Sostenibilità della soluzione
La sostenibilità della soluzione è direttamente collegata alla capacità delle comunità in Cameroun di gestire autonomamente gli apparati e le infrastrutture e di provvedere ai costi. In particolare, i costi che dovranno essere affrontati riguardano: l'acquisto delle parti di ricambio, i servizi di connessione, i salari del personale coinvolto nella manutenzione degli apparati e nel supporto degli utenti. Come già si è visto, nel disegno tecnico della soluzione si è tenuto conto del fattore sostenibilità, individuando strategie atte a minimizzare i costi (es. utilizzo di un unico tipo di apparato per le trasmissioni WiFi). Anche nel quadro del piano di formazione si sta pensando di avvalersi della collaborazione di realtà camerounensi che già operano in campo tecnico-formativo nella città di Yaoundè, in modo da avviare reti di scambio di competenze tecniche sul territorio.

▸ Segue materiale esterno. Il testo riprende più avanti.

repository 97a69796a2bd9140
//! Customers Repository

use jiff::Timestamp;
use jiff_sqlx::Timestamp as SqlxTimestamp;
use sqlx::{FromRow, Postgres, Row, Transaction, postgres::PgRow, query_as};

use crate::domain::customers::data::{Customer, CustomerUuid, NewCustomer};

const UPSERT_CUSTOMER_SQL: &str = include_str!("sql/upsert_customer.sql");
const FIND_CUSTOMER_BY_PHONE_SQL: &str = include_str!("sql/find_customer_by_phone.sql");

#[derive(Debug, Clone, Default)]
pub(crate) struct PgCustomersRepository;

impl PgCustomersRepository {
    #[must_use]
    pub(crate) fn new() -> Self {
        Self
    }

    /// Insert or refresh the customer with `phone`, which must already be normalized.
    pub(crate) async fn upsert_customer(
        &self,
        tx: &mut Transaction<'_, Postgres>,
        phone: &str,
        customer: &NewCustomer,
        now: Timestamp,
    ) -> Result<Customer, sqlx::Error> {
        query_as::<Postgres, Customer>(UPSERT_CUSTOMER_SQL)
            .bind(CustomerUuid::new().into_uuid())
            .bind(phone)
            .bind(&customer.name)
            .bind(customer.email.as_deref())
            .bind(customer.address.as_deref())
            .bind(SqlxTimestamp::from(now))
            .fetch_one(&mut **tx)
            .await
    }

    pub(crate) async fn find_customer_by_phone(
        &self,
        tx: &mut Transaction<'_, Postgres>,
        phone: &str,
    ) -> Result<Option<Customer>, sqlx::Error> {
        query_as::<Postgres, Customer>(FIND_CUSTOMER_BY_PHONE_SQL)
            .bind(phone)
            .fetch_optional(&mut **tx)
            .await
    }
}

impl<'r> FromRow<'r, PgRow> for Customer {
    fn from_row(row: &'r PgRow) -> sqlx::Result<Self> {
        Ok(Self {
            uuid: CustomerUuid::from_uuid(row.try_get("uuid")?),
            phone: row.try_get("phone")?,
            name: row.try_get("name")?,
            email: row.try_get("email")?,
            address: row.try_get("address")?,
            created_at: row.try_get::<SqlxTimestamp, _>("created_at")?.to_jiff(),
            updated_at: row.try_get::<SqlxTimestamp, _>("updated_at")?.to_jiff(),
        })
    }
}
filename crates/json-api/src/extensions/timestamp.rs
//! Timestamp parsing helpers.

use fieldwork::revenue::TimeRange;
use jiff::Timestamp;
use salvo::{oapi::extract::QueryParam, prelude::StatusError};

use crate::extensions::*;

pub(crate) trait TimestampQueryExt {
    /// Parse an optional RFC 3339 timestamp query parameter.
    fn into_timestamp(self, name: &str) -> Result<Option<Timestamp>, StatusError>;
}

impl TimestampQueryExt for QueryParam<String, false> {
    fn into_timestamp(self, name: &str) -> Result<Option<Timestamp>, StatusError> {
        parse_timestamp(self.into_inner().as_deref(), name)
    }
}

/// Parse an optional RFC 3339 timestamp field.
pub(crate) fn parse_timestamp(
    value: Option<&str>,
    name: &str,
) -> Result<Option<Timestamp>, StatusError> {
    value
        .map(str::parse::<Timestamp>)
        .transpose()
        .or_400(&format!("could not parse \"{name}\""))
}

/// Build a report range from required `from` and `to` query parameters.
pub(crate) fn time_range(
    from: QueryParam<String, false>,
    to: QueryParam<String, false>,
) -> Result<TimeRange, StatusError> {
    let from = from
        .into_timestamp("from")?
        .ok_or_else(|| StatusError::bad_request().brief("\"from\" query parameter is required"))?;

    let to = to
        .into_timestamp("to")?
        .ok_or_else(|| StatusError::bad_request().brief("\"to\" query parameter is required"))?;

    TimeRange::new(from, to).or_400("invalid range")
}
//! Log-only notifier.

use async_trait::async_trait;
use tracing::info;

use super::{Notification, Notifier, NotifierError};

/// Writes notifications to the log instead of sending them.
#[derive(Debug, Clone, Copy, Default)]
pub struct LogNotifier;

#[async_trait]
impl Notifier for LogNotifier {
    async fn notify(&self, notification: Notification) -> Result<(), NotifierError> {
        if !notification.has_recipient() {
            return Err(NotifierError::NoRecipient);
        }

        info!(
            phone = notification.phone.as_deref(),
            email = notification.email.as_deref(),
            subject = %notification.subject,
            body_len = notification.body.len(),
            "notification.logged"
        );

        Ok(())
    }
}
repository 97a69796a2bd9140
//! Process-global observability runtime settings.

use std::sync::atomic::{AtomicU64, Ordering};

use crate::config::ServerConfig;

const DEFAULT_SLOW_REQUEST_THRESHOLD_MS: u64 = 1_000;

static SLOW_REQUEST_THRESHOLD_MS: AtomicU64 = AtomicU64::new(DEFAULT_SLOW_REQUEST_THRESHOLD_MS);

pub(super) fn apply_runtime_config(config: &ServerConfig) {
    SLOW_REQUEST_THRESHOLD_MS.store(config.logging.slow_request_threshold_ms, Ordering::Relaxed);
}

pub(super) fn slow_request_threshold_ms() -> u64 {
    SLOW_REQUEST_THRESHOLD_MS.load(Ordering::Relaxed)
}
//! Time Entries Data

use fieldwork::technicians::TechUuid;
use jiff::Timestamp;

/// Time entry listing filter. Bounds apply to `clock_in` and are half-open.
#[derive(Debug, Clone, Copy, Default, PartialEq, Eq)]
pub struct TimeEntryFilter {
    pub tech: Option<TechUuid>,
    pub from: Option<Timestamp>,
    pub to: Option<Timestamp>,
}
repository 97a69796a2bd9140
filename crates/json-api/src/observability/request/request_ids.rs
//! Request ID generation and response header helpers.

use salvo::{
    http::{StatusCode, header::HeaderValue},
    prelude::Response,
};
use tracing::warn;
use uuid::Uuid;

pub(super) const REQUEST_ID_HEADER: &str = "x-request-id";

pub(super) fn resolve_request_id(header_value: Option<String>) -> String {
    header_value
        .filter(|value| !value.trim().is_empty())
        .unwrap_or_else(generate_request_id)
}

pub(super) fn set_request_id_header(res: &mut Response, request_id: &str) {
    let header_value = match HeaderValue::from_str(request_id) {
        Ok(value) => value,
        Err(source) => {
            warn!(
                request_id,
                "could not encode request id for response header: {source}"
            );

            return;
        }
    };

    res.headers_mut().insert(REQUEST_ID_HEADER, header_value);
}

pub(super) fn response_status_or_ok(status_code: Option<StatusCode>) -> StatusCode {
    status_code.unwrap_or(StatusCode::OK)
}

fn generate_request_id() -> String {
    Uuid::now_v7().to_string()
}

#[cfg(test)]
mod tests {
    use super::*;

    #[test]
    fn blank_request_ids_are_replaced() {
        let generated = resolve_request_id(Some("   ".to_string()));

        assert!(
            Uuid::parse_str(&generated).is_ok(),
            "blank ids fall back to a generated uuid"
        );
    }

    #[test]
    fn missing_status_means_ok() {
        assert_eq!(response_status_or_ok(None), StatusCode::OK);
        assert_eq!(
            response_status_or_ok(Some(StatusCode::CONFLICT)),
            StatusCode::CONFLICT
        );
    }
}
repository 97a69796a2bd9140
//! Jobs service errors.

use fieldwork::jobs::{InvoiceError, LedgerError, StatusError};
use sqlx::{
    Error,
    error::{DatabaseError, ErrorKind},
};
use thiserror::Error;

#[derive(Debug, Error)]
pub enum JobsServiceError {
    #[error("job already exists")]
    AlreadyExists,

    #[error("job not found")]
    NotFound,

    #[error("related resource not found")]
    InvalidReference,

    #[error("missing required data")]
    MissingRequiredData,

    #[error("invalid data")]
    InvalidData,

    #[error("job was modified concurrently")]
    Conflict,

    #[error(transparent)]
    Status(#[from] StatusError),

    #[error(transparent)]
    Invoice(#[from] InvoiceError),

    #[error(transparent)]
    Ledger(#[from] LedgerError),

    #[error("storage error")]
    Sql(#[source] Error),
}

impl JobsServiceError {
    /// Whether repeating the same request may succeed.
    #[must_use]
    pub fn is_retryable(&self) -> bool {
        matches!(self, Self::Conflict | Self::Sql(_))
    }
}

impl From<Error> for JobsServiceError {
    fn from(error: Error) -> Self {
        if matches!(error, Error::RowNotFound) {
            return Self::NotFound;
        }

        match error.as_database_error().map(DatabaseError::kind) {
            Some(ErrorKind::UniqueViolation) => Self::AlreadyExists,
            Some(ErrorKind::ForeignKeyViolation) => Self::InvalidReference,
            Some(ErrorKind::NotNullViolation) => Self::MissingRequiredData,
            Some(ErrorKind::CheckViolation) => Self::InvalidData,
            Some(ErrorKind::Other | _) | None => Self::Sql(error),
        }
    }
}
use clap::Args;
use fieldwork_app::{
    auth::{PgAuthService, UserUuid},
    database::{self, Db},
};
use uuid::Uuid;

#[derive(Debug, Args)]
pub(crate) struct RevokeTokenArgs {
    /// PostgreSQL connection string
    #[arg(long, env = "DATABASE_URL", hide_env_values = true)]
    database_url: String,

    #[command(flatten)]
    target: RevokeTarget,
}

#[derive(Debug, Args)]
#[group(required = true, multiple = false)]
struct RevokeTarget {
    /// Single `fw_` token to revoke, by its UUID
    #[arg(long)]
    token_uuid: Option<Uuid>,

    /// Revoke every active token held by this user, e.g. a technician who has left
    #[arg(long)]
    user_uuid: Option<UserUuid>,
}

pub(crate) async fn run(args: RevokeTokenArgs) -> Result<(), String> {
    let pool = database::connect(&args.database_url)
        .await
        .map_err(|error| format!("failed to connect to database: {error}"))?;

    let auth = PgAuthService::new(&Db::new(pool));

    let token_uuids = match (args.target.token_uuid, args.target.user_uuid) {
        (Some(token_uuid), _) => vec![token_uuid],
        (None, Some(user_uuid)) => auth
            .list_api_tokens(user_uuid)
            .await
            .map_err(|error| format!("failed to list tokens: {error}"))?
            .into_iter()
            .filter(|token| token.revoked_at.is_none())
            .map(|token| token.uuid)
            .collect(),
        (None, None) => return Err("pass --token-uuid or --user-uuid".to_string()),
    };

    if token_uuids.is_empty() {
        println!("no active tokens to revoke");
        return Ok(());
    }

    for token_uuid in token_uuids {
        let revoked = auth
            .revoke_api_token(token_uuid)
            .await
            .map_err(|error| format!("failed to revoke token {token_uuid}: {error}"))?;

        if revoked {
            println!("revoked token {token_uuid}");
        } else {
            println!("token {token_uuid} was not active");
        }
    }

    Ok(())
}
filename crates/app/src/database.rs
//! Database connection management

use sqlx::{PgPool, Postgres, Transaction, migrate::MigrateError};

/// Shared connection pool handed to every Postgres-backed service.
#[derive(Debug, Clone)]
pub struct Db {
    pool: PgPool,
}

impl Db {
    #[must_use]
    pub fn new(pool: PgPool) -> Self {
        Self { pool }
    }

    /// Begin a transaction.
    ///
    /// # Errors
    ///
    /// Returns an error when no connection can be acquired or `BEGIN` fails.
    pub async fn begin(&self) -> Result<Transaction<'static, Postgres>, sqlx::Error> {
        self.pool.begin().await
    }

    /// The underlying pool.
    #[must_use]
    pub fn pool(&self) -> &PgPool {
        &self.pool
    }
}

/// Wrap a failed conversion of a stored value.
pub(crate) fn decode_error(
    column: &str,
    source: impl std::error::Error + Send + Sync + 'static,
) -> sqlx::Error {
    sqlx::Error::ColumnDecode {
        index: column.to_string(),
        source: Box::new(source),
    }
}

/// Connect to `PostgreSQL`.
///
/// # Errors
///
/// Returns an error if the connection cannot be established.
pub async fn connect(database_url: &str) -> Result<PgPool, sqlx::Error> {
    PgPool::connect(database_url).await
}

/// Apply the bundled schema migrations.
///
/// # Errors
///
/// Returns an error if a migration fails or the applied history diverges from the bundle.
pub async fn migrate(pool: &PgPool) -> Result<(), MigrateError> {
    sqlx::migrate!("../../migrations").run(pool).await
}
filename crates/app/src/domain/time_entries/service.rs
//! Time clock service.

use async_trait::async_trait;
use fieldwork::{
    jobs::JobUuid,
    revenue::TimeRange,
    technicians::TechUuid,
    timeclock::{
        Punch, PunchEdit, TimeClockError, TimeEntry, TimeEntryUuid, WorkedTimeReport,
        find_open_entry, punch_open_entry,
    },
};
use jiff::Timestamp;
use mockall::automock;
use tracing::info;

use crate::{
    database::Db,
    domain::time_entries::{
        data::TimeEntryFilter, errors::TimeClockServiceError,
        repository::PgTimeEntriesRepository,
    },
};

#[derive(Debug, Clone)]
pub struct PgTimeClockService {
    db: Db,
    repository: PgTimeEntriesRepository,
    enforce_single_open_shift: bool,
}

impl PgTimeClockService {
    #[must_use]
    pub fn new(db: Db, enforce_single_open_shift: bool) -> Self {
        Self {
            db,
            repository: PgTimeEntriesRepository::new(),
            enforce_single_open_shift,
        }
    }
}

#[async_trait]
impl TimeClockService for PgTimeClockService {
    #[tracing::instrument(name = "timeclock.service.clock_in", skip(self), err)]
    async fn clock_in(
        &self,
        tech: TechUuid,
        job: Option<JobUuid>,
    ) -> Result<TimeEntry, TimeClockServiceError> {
        let mut tx = self.db.begin().await?;

        if self.enforce_single_open_shift {
            self.repository.lock_tech_clock(&mut tx, tech).await?;

            let open = self
                .repository
                .list_open_time_entries(&mut tx, tech)
                .await?;

            if find_open_entry(&open, tech).is_some() {
                return Err(TimeClockError::AlreadyClockedIn(tech).into());
            }
        }

        let entry = TimeEntry::clock_in(tech, job, Timestamp::now());

        let created = self.repository.create_time_entry(&mut tx, &entry).await?;

        tx.commit().await?;

        info!(tech_uuid = %tech, entry_uuid = %created.uuid, "timeclock.clocked_in");

        Ok(created)
    }

    #[tracing::instrument(name = "timeclock.service.punch", skip(self), err)]
    async fn punch(&self, tech: TechUuid, punch: Punch) -> Result<TimeEntry, TimeClockServiceError> {
        let mut tx = self.db.begin().await?;

        let mut open = self
            .repository
            .list_open_time_entries(&mut tx, tech)
            .await?;

        let punched = punch_open_entry(&mut open, tech, punch, Timestamp::now())?;

        let updated = self.repository.update_time_entry(&mut tx, punched).await?;

        tx.commit().await?;

        info!(tech_uuid = %tech, entry_uuid = %updated.uuid, ?punch, "timeclock.punched");

        Ok(updated)
    }

    async fn list_entries(
        &self,
        filter: TimeEntryFilter,
    ) -> Result<Vec<TimeEntry>, TimeClockServiceError> {
        let mut tx = self.db.begin().await?;

        let entries = self.repository.list_time_entries(&mut tx, filter).await?;

        tx.commit().await?;

        Ok(entries)
    }

    #[tracing::instrument(name = "timeclock.service.edit_entry", skip(self, edit), err)]
    async fn edit_entry(
        &self,
        entry: TimeEntryUuid,
        edit: PunchEdit,
    ) -> Result<TimeEntry, TimeClockServiceError> {
        let mut tx = self.db.begin().await?;

        let mut current = self.repository.get_time_entry(&mut tx, entry).await?;

        if !current.apply_edit(edit, Timestamp::now()) {
            tx.commit().await?;

            return Ok(current);
        }

        let updated = self.repository.update_time_entry(&mut tx, &current).await?;

        tx.commit().await?;

        info!(entry_uuid = %entry, "timeclock.entry_edited");

        Ok(updated)
    }

    async fn worked_time(
        &self,
        range: TimeRange,
        tech: Option<TechUuid>,
    ) -> Result<WorkedTimeReport, TimeClockServiceError> {
        let entries = self
            .list_entries(TimeEntryFilter {
                tech,
                from: Some(range.from()),
                to: Some(range.to()),
            })
            .await?;

        Ok(WorkedTimeReport::from_entries(&entries, Timestamp::now()))
    }
}

#[automock]
#[async_trait]
pub trait TimeClockService: Send + Sync {
    /// Open a new shift for the technician.
    async fn clock_in(
        &self,
        tech: TechUuid,
        job: Option<JobUuid>,
    ) -> Result<TimeEntry, TimeClockServiceError>;

    /// Clock out or start/end a break on the technician's most recent open shift.
    async fn punch(&self, tech: TechUuid, punch: Punch) -> Result<TimeEntry, TimeClockServiceError>;

    /// Entries matching the filter, oldest clock-in first.
    async fn list_entries(
        &self,
        filter: TimeEntryFilter,
    ) -> Result<Vec<TimeEntry>, TimeClockServiceError>;

    /// Administrative correction of an entry.
    async fn edit_entry(
        &self,
        entry: TimeEntryUuid,
        edit: PunchEdit,
    ) -> Result<TimeEntry, TimeClockServiceError>;

    /// Worked minutes per technician for shifts starting in `range`.
    async fn worked_time(
        &self,
        range: TimeRange,
        tech: Option<TechUuid>,
    ) -> Result<WorkedTimeReport, TimeClockServiceError>;
}

#[cfg(test)]
mod tests {
    use jiff::ToSpan;
    use rust_decimal::Decimal;
    use testresult::TestResult;

    use crate::{settings::BillingSettings, test::TestContext};

    use super::*;

    #[tokio::test]
    async fn clock_in_then_out_closes_the_shift() -> TestResult {
        let ctx = TestContext::new().await;
        let tech = TechUuid::new();

        let opened = ctx.timeclock.clock_in(tech, None).await?;
        assert!(opened.is_open(), "new shifts are open");

        let closed = ctx.timeclock.punch(tech, Punch::ClockOut).await?;

        assert_eq!(closed.uuid, opened.uuid);
        assert!(closed.clock_out.is_some(), "clock out is stamped");

        Ok(())
    }

    #[tokio::test]
    async fn punch_without_open_shift_is_not_found() {
        let ctx = TestContext::new().await;
        let tech = TechUuid::new();

        let result = ctx.timeclock.punch(tech, Punch::BreakStart).await;

        assert!(
            matches!(
                result,
                Err(TimeClockServiceError::TimeClock(TimeClockError::NoOpenShift(t))) if t == tech
            ),
            "expected NoOpenShift, got {result:?}"
        );
    }

    #[tokio::test]
    async fn clock_in_allows_overlapping_shifts_by_default() -> TestResult {
        let ctx = TestContext::new().await;
        let tech = TechUuid::new();

        let first = ctx.timeclock.clock_in(tech, None).await?;
        let second = ctx.timeclock.clock_in(tech, None).await?;

        let closed = ctx.timeclock.punch(tech, Punch::ClockOut).await?;

        assert_ne!(first.uuid, second.uuid);
        assert_eq!(closed.uuid, second.uuid, "punches hit the newest open shift");

        Ok(())
    }

    #[tokio::test]
    async fn single_open_shift_is_enforced_when_enabled() -> TestResult {
        let ctx = TestContext::with_settings(BillingSettings {
            enforce_single_open_shift: true,
            ..BillingSettings::default()
        })
        .await;
        let timeclock = &ctx.timeclock;
        let tech = TechUuid::new();

        timeclock.clock_in(tech, None).await?;

        let result = timeclock.clock_in(tech, None).await;

        assert!(
            matches!(
                result,
                Err(TimeClockServiceError::TimeClock(TimeClockError::AlreadyClockedIn(_)))
            ),
            "expected AlreadyClockedIn, got {result:?}"
        );

        timeclock.punch(tech, Punch::ClockOut).await?;
        timeclock.clock_in(tech, None).await?;

        Ok(())
    }

    #[tokio::test]
    async fn breaks_are_recorded_on_the_open_shift() -> TestResult {
        let ctx = TestContext::new().await;
        let tech = TechUuid::new();

        ctx.timeclock.clock_in(tech, Some(JobUuid::new())).await?;

        let on_break = ctx.timeclock.punch(tech, Punch::BreakStart).await?;
        assert!(on_break.is_on_break(), "break started");

        let back = ctx.timeclock.punch(tech, Punch::BreakEnd).await?;
        assert!(!back.is_on_break(), "break ended");
        assert!(back.is_open(), "shift still open");

        Ok(())
    }

    #[tokio::test]
    async fn edit_entry_stamps_and_keeps_note() -> TestResult {
        let ctx = TestContext::new().await;
        let tech = TechUuid::new();

        let entry = ctx.timeclock.clock_in(tech, None).await?;
        let clock_out = entry.clock_in.checked_add(8.hours())?;

        let edited = ctx
            .timeclock
            .edit_entry(
                entry.uuid,
                PunchEdit {
                    clock_out: Some(clock_out),
                    note: Some("forgot to clock out".to_string()),
                    ..PunchEdit::default()
                },
            )
            .await?;

        assert!(edited.is_edited(), "edits are flagged");
        assert_eq!(edited.clock_out, Some(clock_out));
        assert_eq!(edited.edit_note.as_deref(), Some("forgot to clock out"));
        assert_eq!(edited.worked_minutes(Timestamp::now()), Decimal::from(480));

        Ok(())
    }

    #[tokio::test]
    async fn edit_entry_without_changes_is_not_flagged() -> TestResult {
        let ctx = TestContext::new().await;
        let entry = ctx.timeclock.clock_in(TechUuid::new(), None).await?;

        let unchanged = ctx
            .timeclock
            .edit_entry(
                entry.uuid,
                PunchEdit {
                    clock_in: Some(entry.clock_in),
                    ..PunchEdit::default()
                },
            )
            .await?;

        assert!(!unchanged.is_edited(), "no change, no stamp");
        assert_eq!(unchanged, entry);

        Ok(())
    }

    #[tokio::test]
    async fn edit_unknown_entry_is_not_found() {
        let ctx = TestContext::new().await;

        let result = ctx
            .timeclock
            .edit_entry(TimeEntryUuid::new(), PunchEdit::default())
            .await;

        assert!(
            matches!(result, Err(TimeClockServiceError::NotFound)),
            "expected NotFound, got {result:?}"
        );
    }

    #[tokio::test]
    async fn worked_time_groups_by_tech() -> TestResult {
        let ctx = TestContext::new().await;
        let ada = TechUuid::new();
        let linus = TechUuid::new();

        for tech in [ada, linus, ada] {
            let entry = ctx.timeclock.clock_in(tech, None).await?;

            ctx.timeclock
                .edit_entry(
                    entry.uuid,
                    PunchEdit {
                        clock_out: Some(entry.clock_in.checked_add(2.hours())?),
                        ..PunchEdit::default()
                    },
                )
                .await?;
        }

        let now = Timestamp::now();
        let range = TimeRange::new(now.checked_sub(1.hour())?, now.checked_add(1.hour())?)?;

        let report = ctx.timeclock.worked_time(range, None).await?;

        assert_eq!(report.tech(ada).map(|t| t.entries), Some(2));
        assert_eq!(report.tech(ada).map(|t| t.minutes), Some(Decimal::from(240)));
        assert_eq!(report.tech(linus).map(|t| t.minutes), Some(Decimal::from(120)));

        let only_linus = ctx.timeclock.worked_time(range, Some(linus)).await?;

        assert!(only_linus.tech(ada).is_none(), "tech filter applies");

        Ok(())
    }
}
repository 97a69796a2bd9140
//! Authentication

pub(crate) mod middleware;
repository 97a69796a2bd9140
//! Result helper extensions for HTTP handlers.

use std::fmt::Display;

use salvo::prelude::StatusError;
use tracing::error;

/// Map errors onto HTTP errors.
pub(crate) trait ResultExt<T> {
    /// Log the error and answer 500.
    fn or_500(self, context: &str) -> Result<T, StatusError>;

    /// Answer 400 with the context and error as the brief.
    fn or_400(self, context: &str) -> Result<T, StatusError>;
}

impl<T, E> ResultExt<T> for Result<T, E>
where
    E: Display,
{
    fn or_500(self, context: &str) -> Result<T, StatusError> {
        self.map_err(|error| {
            error!("{context}: {error}");

            StatusError::internal_server_error()
        })
    }

    fn or_400(self, context: &str) -> Result<T, StatusError> {
        self.map_err(|error| StatusError::bad_request().brief(format!("{context}: {error}")))
    }
}
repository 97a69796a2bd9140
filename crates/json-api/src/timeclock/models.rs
//! Time Clock Models

use std::string::ToString;

use fieldwork::{technicians::TechUuid, timeclock::TimeEntry};
use fieldwork_app::auth::Principal;
use jiff::Timestamp;
use rust_decimal::{Decimal, RoundingStrategy};
use salvo::{http::StatusError, oapi::ToSchema};
use serde::{Deserialize, Serialize};
use uuid::Uuid;

#[derive(Debug, Serialize, Deserialize, ToSchema)]
pub(crate) struct TimeEntryResponse {
    pub uuid: Uuid,

    pub tech_uuid: Uuid,

    /// Job being worked, if any
    pub job_uuid: Option<Uuid>,

    pub clock_in: String,

    /// Absent while the shift is open
    pub clock_out: Option<String>,

    pub break_start: Option<String>,

    pub break_end: Option<String>,

    /// Set when an administrator corrected the entry
    pub edited_at: Option<String>,

    pub edit_note: Option<String>,

    /// Worked minutes rounded to the whole minute, evaluated now for open shifts
    pub worked_minutes: String,

    pub open: bool,

    pub on_break: bool,

    pub created_at: String,
}

impl TimeEntryResponse {
    pub(crate) fn at(entry: TimeEntry, now: Timestamp) -> Self {
        TimeEntryResponse {
            worked_minutes: whole_minutes(entry.worked_minutes(now)),
            open: entry.is_open(),
            on_break: entry.is_on_break(),
            uuid: entry.uuid.into(),
            tech_uuid: entry.tech_uuid.into(),
            job_uuid: entry.job_uuid.map(Into::into),
            clock_in: entry.clock_in.to_string(),
            clock_out: entry.clock_out.as_ref().map(ToString::to_string),
            break_start: entry.break_start.as_ref().map(ToString::to_string),
            break_end: entry.break_end.as_ref().map(ToString::to_string),
            edited_at: entry.edited_at.as_ref().map(ToString::to_string),
            edit_note: entry.edit_note,
            created_at: entry.created_at.to_string(),
        }
    }
}

impl From<TimeEntry> for TimeEntryResponse {
    fn from(entry: TimeEntry) -> Self {
        Self::at(entry, Timestamp::now())
    }
}

/// Technician a punch or listing applies to.
///
/// Callers act for themselves; only admins may name another technician.
pub(crate) fn acting_tech(
    principal: &Principal,
    requested: Option<Uuid>,
) -> Result<TechUuid, StatusError> {
    let own = principal.tech_uuid();

    match requested.map(TechUuid::from_uuid) {
        None => Ok(own),
        Some(tech) if tech == own || principal.is_admin() => Ok(tech),
        Some(_) => Err(StatusError::forbidden()
            .brief("Only admins may act on another technician's time entries")),
    }
}

/// Technician filter for listings: dispatchers and admins see everyone, technicians only
/// themselves.
pub(crate) fn visible_tech(
    principal: &Principal,
    requested: Option<Uuid>,
) -> Result<Option<TechUuid>, StatusError> {
    if principal.can_dispatch() {
        return Ok(requested.map(TechUuid::from_uuid));
    }

    acting_tech(principal, requested).map(Some)
}

/// Whole minutes as a plain decimal string.
pub(crate) fn whole_minutes(minutes: Decimal) -> String {
    minutes
        .round_dp_with_strategy(0, RoundingStrategy::MidpointAwayFromZero)
        .to_string()
}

Per la sostenibilità della soluzione sono previste al momento tre possibili fonti di entrata, al fine di mettere in grado le comunità locali di sostenere i costi, dopo la conclusione del progetto: · pagamento di una modica somma per l'utilizzo dei servizi informatici a carico delle scuole; · l'avvio di Internet Point dove i giovani delle comunità locali possano accedere a servizi internet a pagamento; · la fornitura a pagamento di servizi di connettività alle autorità locali (prefettura, polizia, municipalità, parrocchia, etc).